Researchers realize that understanding the departure of expectations from predictions is an important question, and it is high up on their “to-comprehend” list. Yet the honest answer at the current moment is that we do not know how it happens. Two paths seem to be emerging in the literature, however. One, pioneered by the late Stephen Ross, is the Recovery theorem approach [5]. Briefly, the idea is to recover accurate expectations from empirically available market prices, rather than rigidly impose theoretical no-arbitrage conditions. The second, inspired by the artificial intelligence literature in computer science, is to approximate the process of expectation formation through variants of machine learning algorithms [6]. Both are still nascent approaches, and it is anybody’s guess as to which path will be successful. Real life expectations, after all, are way more complicated than Dickens’ fictional Great Expectations!
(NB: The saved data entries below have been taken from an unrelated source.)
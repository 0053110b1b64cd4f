use crate::detectors::ppg::{PpgCleanConfig, PpgPeakConfig};
use crate::metrics::hrv::DEFAULT_PNN_X_MS;
use anyhow::{Context, Result};
use serde::{Deserialize, Serialize};
use std::path::Path;
use thiserror::Error;

#[derive(Debug, Clone, PartialEq, Error)]
pub enum ConfigError {
    #[error("sampling rate must be positive, got {0}")]
    SamplingRate(f64),
    #[error("segment length must be positive, got {0} s")]
    SegmentLength(f64),
    #[error("step length must be positive, got {0} s")]
    StepLength(f64),
    #[error("segment spans {0} samples, at least 2 are needed")]
    SegmentTooShort(usize),
}

/// Classifier thresholds. A window is AF-suspect when all three are exceeded.
#[derive(Debug, Clone, Copy, PartialEq, Serialize, Deserialize)]
#[serde(default)]
pub struct Thresholds {
    /// normalized RMSSD (RMSSD / mean IBI)
    pub rmssd: f64,
    /// coefficient of variation
    pub cv: f64,
    /// pNNx, in percent
    pub pnnx: f64,
    /// x of pNNx, in milliseconds
    pub pnnx_x_ms: f64,
}

impl Default for Thresholds {
    fn default() -> Self {
        Self {
            rmssd: 0.1,
            cv: 0.1,
            pnnx: 20.0,
            pnnx_x_ms: DEFAULT_PNN_X_MS,
        }
    }
}

/// Operating parameters for one screening run.
#[derive(Debug, Clone, PartialEq, Serialize, Deserialize)]
#[serde(default)]
pub struct ScreeningConfig {
    pub sampling_rate_hz: f64,
    /// Window length (seconds).
    pub segment_s: f64,
    /// Distance between consecutive window starts (seconds).
    pub step_s: f64,
    /// Column holding the PPG samples in subject CSV files.
    pub ppg_column: String,
    pub thresholds: Thresholds,
    pub cleaner: PpgCleanConfig,
    pub peaks: PpgPeakConfig,
}

impl Default for ScreeningConfig {
    fn default() -> Self {
        Self {
            sampling_rate_hz: 125.0,
            segment_s: 30.0,
            step_s: 5.0,
            ppg_column: "PPG".into(),
            thresholds: Thresholds::default(),
            cleaner: PpgCleanConfig::default(),
            peaks: PpgPeakConfig::default(),
        }
    }
}

impl ScreeningConfig {
    pub fn from_toml_str(text: &str) -> Result<Self> {
        let cfg: Self = toml::from_str(text).context("parsing screening config")?;
        cfg.validate()?;
        Ok(cfg)
    }

    pub fn load(path: &Path) -> Result<Self> {
        let text = std::fs::read_to_string(path)
            .with_context(|| format!("failed to read {}", path.display()))?;
        Self::from_toml_str(&text).with_context(|| format!("invalid config {}", path.display()))
    }

    pub fn validate(&self) -> Result<(), ConfigError> {
        if !(self.sampling_rate_hz > 0.0) {
            return Err(ConfigError::SamplingRate(self.sampling_rate_hz));
        }
        if !(self.segment_s > 0.0) {
            return Err(ConfigError::SegmentLength(self.segment_s));
        }
        if !(self.step_s > 0.0) {
            return Err(ConfigError::StepLength(self.step_s));
        }
        if self.segment_len() < 2 {
            return Err(ConfigError::SegmentTooShort(self.segment_len()));
        }
        Ok(())
    }

    /// Window length in samples.
    pub fn segment_len(&self) -> usize {
        (self.segment_s * self.sampling_rate_hz).round() as usize
    }

    /// Window step in samples, never below one.
    pub fn step_len(&self) -> usize {
        ((self.step_s * self.sampling_rate_hz).round() as usize).max(1)
    }
}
[1] Christian P. Robert. (2011). “Reading Keynes’ Treatise on Probability,” International Statistical Review / Revue Internationale de Statistique, Vol. 79, No. 1, pp. 1-15.
[2] John F. Muth. (1961). “Rational Expectations and the Theory of Price Movements,” Econometrica 29, pp. 315–335.
[3] John C. Harsanyi (1967). “Games with incomplete information played by “Bayesian” players, I-III. part I. The Basic Model”. Management Science, special issue: Theory Series. INFORMS. 14 (3), pp. 159–182.
[4] The Wall Street Journal, “AT&T-Time Warner Trial,” May 08, 2018. https://www.wsj.com/livecoverage/att-time-warner-antitrust-case
[5] Stephen Ross (2015). The Recovery Theorem. The Journal of Finance, 70(2), pp. 615–648.
[6] Sergiu Hart and Andreu Mas-Colell. “Simple Adaptive Strategies”. World Scientific Publishing, Singapore, 2013.